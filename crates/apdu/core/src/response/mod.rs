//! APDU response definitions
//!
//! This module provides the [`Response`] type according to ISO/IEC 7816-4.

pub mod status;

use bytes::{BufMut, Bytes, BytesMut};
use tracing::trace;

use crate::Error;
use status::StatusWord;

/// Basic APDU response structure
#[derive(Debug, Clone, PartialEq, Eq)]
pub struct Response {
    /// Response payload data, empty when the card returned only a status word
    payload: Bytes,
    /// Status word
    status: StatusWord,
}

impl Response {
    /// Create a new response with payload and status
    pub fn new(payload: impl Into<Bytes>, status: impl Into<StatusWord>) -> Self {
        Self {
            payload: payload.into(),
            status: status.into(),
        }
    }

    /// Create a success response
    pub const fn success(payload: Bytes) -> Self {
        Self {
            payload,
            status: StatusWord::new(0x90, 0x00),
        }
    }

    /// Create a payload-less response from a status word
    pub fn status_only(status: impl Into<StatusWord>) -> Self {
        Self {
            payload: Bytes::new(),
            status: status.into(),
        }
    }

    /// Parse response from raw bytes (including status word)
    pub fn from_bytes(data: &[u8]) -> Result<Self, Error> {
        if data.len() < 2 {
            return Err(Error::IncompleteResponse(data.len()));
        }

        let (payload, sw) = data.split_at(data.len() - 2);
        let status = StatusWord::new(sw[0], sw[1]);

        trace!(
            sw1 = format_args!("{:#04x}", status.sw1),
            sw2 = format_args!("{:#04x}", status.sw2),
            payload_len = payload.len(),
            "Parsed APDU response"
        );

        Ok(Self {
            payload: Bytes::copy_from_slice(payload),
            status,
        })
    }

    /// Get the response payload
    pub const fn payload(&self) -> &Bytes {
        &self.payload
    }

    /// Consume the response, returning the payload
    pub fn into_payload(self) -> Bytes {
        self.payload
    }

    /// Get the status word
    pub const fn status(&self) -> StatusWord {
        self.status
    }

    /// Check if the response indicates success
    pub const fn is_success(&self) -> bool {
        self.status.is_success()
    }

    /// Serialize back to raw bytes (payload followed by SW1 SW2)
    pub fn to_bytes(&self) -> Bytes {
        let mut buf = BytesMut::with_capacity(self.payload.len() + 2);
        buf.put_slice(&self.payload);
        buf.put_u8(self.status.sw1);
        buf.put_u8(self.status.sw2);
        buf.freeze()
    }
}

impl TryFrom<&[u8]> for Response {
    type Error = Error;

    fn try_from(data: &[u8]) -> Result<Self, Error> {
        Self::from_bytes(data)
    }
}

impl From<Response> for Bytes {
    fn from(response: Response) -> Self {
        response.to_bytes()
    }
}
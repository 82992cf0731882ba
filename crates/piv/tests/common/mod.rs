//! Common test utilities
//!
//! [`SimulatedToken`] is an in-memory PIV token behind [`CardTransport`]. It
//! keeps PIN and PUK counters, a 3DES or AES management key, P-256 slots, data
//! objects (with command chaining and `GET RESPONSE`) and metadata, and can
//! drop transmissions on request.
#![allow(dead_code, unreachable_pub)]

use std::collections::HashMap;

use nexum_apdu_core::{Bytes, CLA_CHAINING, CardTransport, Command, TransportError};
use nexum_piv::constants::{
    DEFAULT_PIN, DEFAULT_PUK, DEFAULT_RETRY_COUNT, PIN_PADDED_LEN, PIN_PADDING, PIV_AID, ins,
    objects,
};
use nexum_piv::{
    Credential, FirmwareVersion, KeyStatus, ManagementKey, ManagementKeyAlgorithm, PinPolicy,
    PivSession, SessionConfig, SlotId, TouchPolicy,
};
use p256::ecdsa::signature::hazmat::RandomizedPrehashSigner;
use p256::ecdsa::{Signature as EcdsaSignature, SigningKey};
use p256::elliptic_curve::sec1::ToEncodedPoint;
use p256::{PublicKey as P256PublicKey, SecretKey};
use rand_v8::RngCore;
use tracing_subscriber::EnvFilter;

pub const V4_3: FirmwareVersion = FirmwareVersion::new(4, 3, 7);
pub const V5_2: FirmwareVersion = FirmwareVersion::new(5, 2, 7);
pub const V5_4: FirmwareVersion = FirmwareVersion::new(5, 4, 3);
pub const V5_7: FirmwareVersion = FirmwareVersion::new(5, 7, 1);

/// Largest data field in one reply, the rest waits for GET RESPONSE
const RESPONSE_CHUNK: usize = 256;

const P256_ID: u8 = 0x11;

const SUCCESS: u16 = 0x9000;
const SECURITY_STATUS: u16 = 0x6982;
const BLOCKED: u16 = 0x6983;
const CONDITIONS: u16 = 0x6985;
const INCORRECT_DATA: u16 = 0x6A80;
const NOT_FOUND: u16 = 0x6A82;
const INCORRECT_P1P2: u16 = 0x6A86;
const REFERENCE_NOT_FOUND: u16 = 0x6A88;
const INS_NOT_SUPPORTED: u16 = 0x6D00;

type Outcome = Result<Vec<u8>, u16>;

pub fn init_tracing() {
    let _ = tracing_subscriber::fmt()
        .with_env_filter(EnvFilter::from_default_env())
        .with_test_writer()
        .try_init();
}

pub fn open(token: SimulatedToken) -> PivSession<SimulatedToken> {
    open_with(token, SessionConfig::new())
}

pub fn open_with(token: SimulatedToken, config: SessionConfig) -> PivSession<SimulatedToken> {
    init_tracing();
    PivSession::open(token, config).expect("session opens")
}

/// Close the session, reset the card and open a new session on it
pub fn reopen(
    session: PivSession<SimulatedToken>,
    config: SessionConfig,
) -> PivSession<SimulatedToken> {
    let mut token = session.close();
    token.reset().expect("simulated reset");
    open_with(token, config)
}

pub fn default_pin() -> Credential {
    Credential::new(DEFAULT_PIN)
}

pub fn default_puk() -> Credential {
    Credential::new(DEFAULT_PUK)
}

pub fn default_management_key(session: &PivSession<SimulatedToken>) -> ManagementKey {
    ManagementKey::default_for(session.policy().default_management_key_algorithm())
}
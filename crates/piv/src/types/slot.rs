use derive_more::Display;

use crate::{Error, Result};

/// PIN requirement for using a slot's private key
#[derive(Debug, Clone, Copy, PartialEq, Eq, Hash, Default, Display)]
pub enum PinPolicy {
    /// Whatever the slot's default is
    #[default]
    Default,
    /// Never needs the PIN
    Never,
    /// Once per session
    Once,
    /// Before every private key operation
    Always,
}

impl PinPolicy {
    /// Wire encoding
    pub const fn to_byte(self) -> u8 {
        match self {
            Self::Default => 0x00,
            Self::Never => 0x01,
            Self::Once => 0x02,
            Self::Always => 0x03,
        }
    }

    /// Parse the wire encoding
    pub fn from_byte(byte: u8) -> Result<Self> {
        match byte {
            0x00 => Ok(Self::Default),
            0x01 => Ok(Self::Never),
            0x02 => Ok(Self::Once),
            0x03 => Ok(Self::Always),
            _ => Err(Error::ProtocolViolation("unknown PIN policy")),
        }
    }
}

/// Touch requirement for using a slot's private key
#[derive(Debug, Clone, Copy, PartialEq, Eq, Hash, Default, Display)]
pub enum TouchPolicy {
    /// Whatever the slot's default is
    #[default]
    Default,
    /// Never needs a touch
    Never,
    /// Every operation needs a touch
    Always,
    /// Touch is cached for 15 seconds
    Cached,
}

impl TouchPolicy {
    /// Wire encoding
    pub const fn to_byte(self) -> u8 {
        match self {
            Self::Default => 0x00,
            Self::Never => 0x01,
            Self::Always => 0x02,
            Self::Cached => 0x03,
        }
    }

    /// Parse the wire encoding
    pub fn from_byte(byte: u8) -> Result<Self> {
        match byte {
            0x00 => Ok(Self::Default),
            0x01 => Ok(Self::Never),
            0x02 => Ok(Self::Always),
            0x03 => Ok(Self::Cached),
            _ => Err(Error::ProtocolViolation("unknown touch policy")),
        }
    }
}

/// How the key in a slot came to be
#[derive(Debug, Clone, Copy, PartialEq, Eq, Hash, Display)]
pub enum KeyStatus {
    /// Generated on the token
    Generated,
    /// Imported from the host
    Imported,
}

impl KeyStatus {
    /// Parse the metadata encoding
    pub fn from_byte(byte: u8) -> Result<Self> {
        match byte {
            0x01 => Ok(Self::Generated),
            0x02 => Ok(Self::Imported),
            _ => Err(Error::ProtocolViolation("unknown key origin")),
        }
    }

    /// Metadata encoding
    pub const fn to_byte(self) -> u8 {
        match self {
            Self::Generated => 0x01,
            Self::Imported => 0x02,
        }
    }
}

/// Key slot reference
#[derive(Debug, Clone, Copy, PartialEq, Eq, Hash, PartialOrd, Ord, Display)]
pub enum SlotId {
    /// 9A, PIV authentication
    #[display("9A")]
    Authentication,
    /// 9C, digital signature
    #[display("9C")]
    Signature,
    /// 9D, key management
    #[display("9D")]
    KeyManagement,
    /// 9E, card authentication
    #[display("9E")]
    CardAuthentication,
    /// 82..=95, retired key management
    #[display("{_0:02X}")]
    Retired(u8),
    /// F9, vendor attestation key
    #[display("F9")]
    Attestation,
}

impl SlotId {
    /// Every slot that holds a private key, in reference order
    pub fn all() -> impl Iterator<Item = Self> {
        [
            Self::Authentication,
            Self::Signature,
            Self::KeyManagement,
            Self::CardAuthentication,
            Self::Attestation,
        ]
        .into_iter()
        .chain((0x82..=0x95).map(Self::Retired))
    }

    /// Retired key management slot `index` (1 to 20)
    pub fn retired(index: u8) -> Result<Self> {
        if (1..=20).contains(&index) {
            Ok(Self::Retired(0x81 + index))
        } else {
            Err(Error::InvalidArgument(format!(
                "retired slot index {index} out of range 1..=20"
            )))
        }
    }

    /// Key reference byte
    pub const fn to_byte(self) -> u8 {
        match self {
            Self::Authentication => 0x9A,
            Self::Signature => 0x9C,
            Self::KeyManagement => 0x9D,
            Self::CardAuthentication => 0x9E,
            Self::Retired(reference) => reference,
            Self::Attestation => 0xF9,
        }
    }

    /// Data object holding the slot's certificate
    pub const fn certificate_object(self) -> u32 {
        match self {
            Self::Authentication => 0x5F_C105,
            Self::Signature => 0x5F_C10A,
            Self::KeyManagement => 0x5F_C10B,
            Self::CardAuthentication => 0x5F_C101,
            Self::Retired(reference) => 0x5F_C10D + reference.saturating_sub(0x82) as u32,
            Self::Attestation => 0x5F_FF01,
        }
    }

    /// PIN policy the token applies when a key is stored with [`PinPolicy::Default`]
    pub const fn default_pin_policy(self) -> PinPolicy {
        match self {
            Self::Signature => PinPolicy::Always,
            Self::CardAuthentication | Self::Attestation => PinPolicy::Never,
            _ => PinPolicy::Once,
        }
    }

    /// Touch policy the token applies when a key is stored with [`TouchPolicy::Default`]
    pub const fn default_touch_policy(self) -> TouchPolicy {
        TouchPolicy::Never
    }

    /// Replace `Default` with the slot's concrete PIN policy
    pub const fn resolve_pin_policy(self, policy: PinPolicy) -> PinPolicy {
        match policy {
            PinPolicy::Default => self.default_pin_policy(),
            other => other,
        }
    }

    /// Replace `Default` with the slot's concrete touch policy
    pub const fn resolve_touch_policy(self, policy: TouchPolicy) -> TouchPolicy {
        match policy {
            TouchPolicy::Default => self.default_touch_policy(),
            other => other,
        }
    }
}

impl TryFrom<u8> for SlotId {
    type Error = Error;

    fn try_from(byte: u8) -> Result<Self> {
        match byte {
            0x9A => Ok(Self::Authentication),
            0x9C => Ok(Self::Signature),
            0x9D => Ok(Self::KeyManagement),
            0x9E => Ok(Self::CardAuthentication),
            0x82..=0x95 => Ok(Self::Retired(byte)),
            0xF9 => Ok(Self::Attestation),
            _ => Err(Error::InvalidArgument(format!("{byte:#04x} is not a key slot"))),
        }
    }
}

---+---

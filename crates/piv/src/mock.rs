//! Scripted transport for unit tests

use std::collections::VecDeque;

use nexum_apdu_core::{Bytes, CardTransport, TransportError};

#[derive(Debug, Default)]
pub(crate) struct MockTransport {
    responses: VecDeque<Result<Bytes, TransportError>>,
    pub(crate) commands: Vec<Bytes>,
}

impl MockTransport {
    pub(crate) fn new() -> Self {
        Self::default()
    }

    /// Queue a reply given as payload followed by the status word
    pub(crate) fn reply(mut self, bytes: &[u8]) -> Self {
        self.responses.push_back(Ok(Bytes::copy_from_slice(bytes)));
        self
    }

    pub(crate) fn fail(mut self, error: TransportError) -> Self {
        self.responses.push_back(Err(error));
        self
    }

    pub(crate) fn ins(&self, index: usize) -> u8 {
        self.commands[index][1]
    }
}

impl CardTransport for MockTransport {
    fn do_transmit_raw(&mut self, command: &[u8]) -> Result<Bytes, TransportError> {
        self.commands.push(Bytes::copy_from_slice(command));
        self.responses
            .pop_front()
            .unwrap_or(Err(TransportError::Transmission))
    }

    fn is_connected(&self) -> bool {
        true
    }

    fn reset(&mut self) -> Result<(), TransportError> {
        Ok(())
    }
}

---+---

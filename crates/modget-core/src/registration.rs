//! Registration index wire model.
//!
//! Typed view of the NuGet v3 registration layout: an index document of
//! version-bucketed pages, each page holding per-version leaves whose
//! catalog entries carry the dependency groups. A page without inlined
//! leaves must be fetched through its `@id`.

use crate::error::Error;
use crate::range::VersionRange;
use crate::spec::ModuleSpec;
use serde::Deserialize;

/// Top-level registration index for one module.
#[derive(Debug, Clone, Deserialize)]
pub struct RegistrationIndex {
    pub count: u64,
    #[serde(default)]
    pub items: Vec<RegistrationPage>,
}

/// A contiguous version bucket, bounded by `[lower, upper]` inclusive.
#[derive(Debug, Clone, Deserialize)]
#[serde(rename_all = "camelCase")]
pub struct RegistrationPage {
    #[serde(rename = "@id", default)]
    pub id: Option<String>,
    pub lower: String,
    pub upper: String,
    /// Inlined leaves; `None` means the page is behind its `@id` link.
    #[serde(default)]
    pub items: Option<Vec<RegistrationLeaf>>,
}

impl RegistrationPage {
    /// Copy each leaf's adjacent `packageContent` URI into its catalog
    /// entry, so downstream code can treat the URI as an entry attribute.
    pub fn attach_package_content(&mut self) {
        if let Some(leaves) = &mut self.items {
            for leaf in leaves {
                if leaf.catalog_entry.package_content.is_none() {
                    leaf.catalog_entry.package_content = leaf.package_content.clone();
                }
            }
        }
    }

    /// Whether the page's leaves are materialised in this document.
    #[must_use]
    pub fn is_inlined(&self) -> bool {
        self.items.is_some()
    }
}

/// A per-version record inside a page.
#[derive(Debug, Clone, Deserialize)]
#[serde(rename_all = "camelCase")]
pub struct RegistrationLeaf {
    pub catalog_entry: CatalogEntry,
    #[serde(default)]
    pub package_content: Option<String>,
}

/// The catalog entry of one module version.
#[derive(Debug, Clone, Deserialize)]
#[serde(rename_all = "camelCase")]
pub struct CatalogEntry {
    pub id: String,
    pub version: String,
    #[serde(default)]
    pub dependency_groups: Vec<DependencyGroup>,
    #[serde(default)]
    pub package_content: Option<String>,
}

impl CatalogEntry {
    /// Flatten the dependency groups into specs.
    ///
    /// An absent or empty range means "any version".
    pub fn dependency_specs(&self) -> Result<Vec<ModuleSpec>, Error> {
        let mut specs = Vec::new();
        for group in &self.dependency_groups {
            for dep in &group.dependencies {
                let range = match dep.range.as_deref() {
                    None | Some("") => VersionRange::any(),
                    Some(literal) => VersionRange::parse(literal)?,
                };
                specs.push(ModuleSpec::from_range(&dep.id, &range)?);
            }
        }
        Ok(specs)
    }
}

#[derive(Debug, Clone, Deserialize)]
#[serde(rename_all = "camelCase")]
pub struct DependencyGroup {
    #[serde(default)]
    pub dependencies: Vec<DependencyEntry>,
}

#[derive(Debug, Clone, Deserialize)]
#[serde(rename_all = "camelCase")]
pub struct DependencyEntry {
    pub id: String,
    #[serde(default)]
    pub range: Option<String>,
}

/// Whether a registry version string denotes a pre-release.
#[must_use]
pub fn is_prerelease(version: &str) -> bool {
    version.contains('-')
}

---+---

[WHAT THE EXERCISE ASKS] Go through the entries above and count the lines containing the string "Credential". Give only that number.

[RESULT BELOW] 5